§ Your objective
Precise copying is required. Return the data below in full.

Collected data:
use std::fs;
use std::path::{Path, PathBuf};

use assert_cmd::{cargo::cargo_bin_cmd, Command};
use tempfile::TempDir;

/// Album rubric: 1..10 lyrics plus a production block of two 0..5 grades
pub const ALBUM_REQUEST: &str = r#"{
    "name": "Album",
    "creatorId": "user-1",
    "isPublic": true,
    "components": [
        { "type": "grade", "name": "Lyrics", "min": 0, "max": 10, "step": 1,
          "description": "Words and delivery" },
        { "type": "block", "name": "Production", "subComponents": [
            { "type": "grade", "name": "Mixing", "min": 0, "max": 5, "step": 0.5 },
            { "type": "grade", "name": "Mastering", "min": 0, "max": 5, "step": 0.5 }
        ], "actions": ["ADD"] }
    ],
    "actions": ["ADD"]
}"#;

/// Get a Command for rubric, isolated from the caller's environment
pub fn rubric() -> Command {
    let mut cmd = cargo_bin_cmd!("rubric");
    cmd.env_remove("RUBRIC_STORE")
        .env_remove("RUBRIC_LOG")
        .env_remove("RUST_LOG");
    cmd
}

/// Initialize a store with the given backend in a fresh directory
pub fn setup_store(backend: &str) -> TempDir {
    let dir = TempDir::new().unwrap();
    rubric()
        .current_dir(dir.path())
        .args(["init", "--backend", backend])
        .assert()
        .success();
    dir
}

/// Write a request file into the directory and return its path
pub fn write_request(dir: &TempDir, name: &str, content: &str) -> PathBuf {
    let path = dir.path().join(name);
    fs::write(&path, content).unwrap();
    path
}

/// Create the album method and return its id
pub fn create_album(dir: &TempDir) -> String {
    create_method(dir, ALBUM_REQUEST)
}

/// Create a method from request text and return its id
pub fn create_method(dir: &TempDir, request: &str) -> String {
    let output = rubric()
        .current_dir(dir.path())
        .args(["--quiet", "create", "-"])
        .write_stdin(request)
        .output()
        .unwrap();
    assert!(
        output.status.success(),
        "create failed: {}",
        String::from_utf8_lossy(&output.stderr)
    );
    String::from_utf8_lossy(&output.stdout).trim().to_string()
}

/// Run a command expected to succeed with JSON output and parse stdout
pub fn json_output(dir: &Path, args: &[&str]) -> serde_json::Value {
    let output = rubric()
        .current_dir(dir)
        .arg("--format")
        .arg("json")
        .args(args)
        .output()
        .unwrap();
    assert!(
        output.status.success(),
        "command {:?} failed: {}",
        args,
        String::from_utf8_lossy(&output.stderr)
    );
    serde_json::from_slice(&output.stdout).unwrap()
}
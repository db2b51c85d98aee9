mod create;
mod errors;
mod grade;
mod init;
mod list;
mod show;
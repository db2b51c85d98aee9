//! Path resolution for CLI commands

use std::env;
use std::path::{Path, PathBuf};

/// Resolve the base directory for store discovery.
///
/// Falls back to the current working directory, or "." if that cannot be
/// determined.
pub fn resolve_root_path(root: Option<PathBuf>) -> PathBuf {
    root.unwrap_or_else(|| env::current_dir().unwrap_or_else(|_| PathBuf::from(".")))
}

/// Resolve an explicit `--store` path against the base directory
pub fn resolve_store_path(root: &Path, store: &Path) -> PathBuf {
    if store.is_absolute() {
        store.to_path_buf()
    } else {
        root.join(store)
    }
}

#[cfg(test)]
mod tests {
    use super::*;

    #[test]
    fn test_explicit_root_wins() {
        let root = resolve_root_path(Some(PathBuf::from("/tmp/project")));
        assert_eq!(root, PathBuf::from("/tmp/project"));
    }

    #[test]
    fn test_store_path_resolution() {
        let root = Path::new("/tmp/project");
        assert_eq!(
            resolve_store_path(root, Path::new("data/.rubric")),
            PathBuf::from("/tmp/project/data/.rubric")
        );
        assert_eq!(
            resolve_store_path(root, Path::new("/var/rubric")),
            PathBuf::from("/var/rubric")
        );
    }
}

§ Solved exercise
use std::fs;
use std::path::{Path, PathBuf};

use assert_cmd::{cargo::cargo_bin_cmd, Command};
use tempfile::TempDir;

/// Album rubric: 1..10 lyrics plus a production block of two 0..5 grades
pub const ALBUM_REQUEST: &str = r#"{
    "name": "Album",
    "creatorId": "user-1",
    "isPublic": true,
    "components": [
        { "type": "grade", "name": "Lyrics", "min": 0, "max": 10, "step": 1,
          "description": "Words and delivery" },
        { "type": "block", "name": "Production", "subComponents": [
            { "type": "grade", "name": "Mixing", "min": 0, "max": 5, "step": 0.5 },
            { "type": "grade", "name": "Mastering", "min": 0, "max": 5, "step": 0.5 }
        ], "actions": ["ADD"] }
    ],
    "actions": ["ADD"]
}"#;

/// Get a Command for rubric, isolated from the caller's environment
pub fn rubric() -> Command {
    let mut cmd = cargo_bin_cmd!("rubric");
    cmd.env_remove("RUBRIC_STORE")
        .env_remove("RUBRIC_LOG")
        .env_remove("RUST_LOG");
    cmd
}

/// Initialize a store with the given backend in a fresh directory
pub fn setup_store(backend: &str) -> TempDir {
    let dir = TempDir::new().unwrap();
    rubric()
        .current_dir(dir.path())
        .args(["init", "--backend", backend])
        .assert()
        .success();
    dir
}

/// Write a request file into the directory and return its path
pub fn write_request(dir: &TempDir, name: &str, content: &str) -> PathBuf {
    let path = dir.path().join(name);
    fs::write(&path, content).unwrap();
    path
}

/// Create the album method and return its id
pub fn create_album(dir: &TempDir) -> String {
    create_method(dir, ALBUM_REQUEST)
}

/// Create a method from request text and return its id
pub fn create_method(dir: &TempDir, request: &str) -> String {
    let output = rubric()
        .current_dir(dir.path())
        .args(["--quiet", "create", "-"])
        .write_stdin(request)
        .output()
        .unwrap();
    assert!(
        output.status.success(),
        "create failed: {}",
        String::from_utf8_lossy(&output.stderr)
    );
    String::from_utf8_lossy(&output.stdout).trim().to_string()
}

/// Run a command expected to succeed with JSON output and parse stdout
pub fn json_output(dir: &Path, args: &[&str]) -> serde_json::Value {
    let output = rubric()
        .current_dir(dir)
        .arg("--format")
        .arg("json")
        .args(args)
        .output()
        .unwrap();
    assert!(
        output.status.success(),
        "command {:?} failed: {}",
        args,
        String::from_utf8_lossy(&output.stderr)
    );
    serde_json::from_slice(&output.stdout).unwrap()
}
repository db2b51c85d98aee9
mod create;
mod errors;
mod grade;
mod init;
mod list;
mod show;
repository db2b51c85d98aee9
//! Path resolution for CLI commands

use std::env;
use std::path::{Path, PathBuf};

/// Resolve the base directory for store discovery.
///
/// Falls back to the current working directory, or "." if that cannot be
/// determined.
pub fn resolve_root_path(root: Option<PathBuf>) -> PathBuf {
    root.unwrap_or_else(|| env::current_dir().unwrap_or_else(|_| PathBuf::from(".")))
}

/// Resolve an explicit `--store` path against the base directory
pub fn resolve_store_path(root: &Path, store: &Path) -> PathBuf {
    if store.is_absolute() {
        store.to_path_buf()
    } else {
        root.join(store)
    }
}

#[cfg(test)]
mod tests {
    use super::*;

    #[test]
    fn test_explicit_root_wins() {
        let root = resolve_root_path(Some(PathBuf::from("/tmp/project")));
        assert_eq!(root, PathBuf::from("/tmp/project"));
    }

    #[test]
    fn test_store_path_resolution() {
        let root = Path::new("/tmp/project");
        assert_eq!(
            resolve_store_path(root, Path::new("data/.rubric")),
            PathBuf::from("/tmp/project/data/.rubric")
        );
        assert_eq!(
            resolve_store_path(root, Path::new("/var/rubric")),
            PathBuf::from("/var/rubric")
        );
    }
}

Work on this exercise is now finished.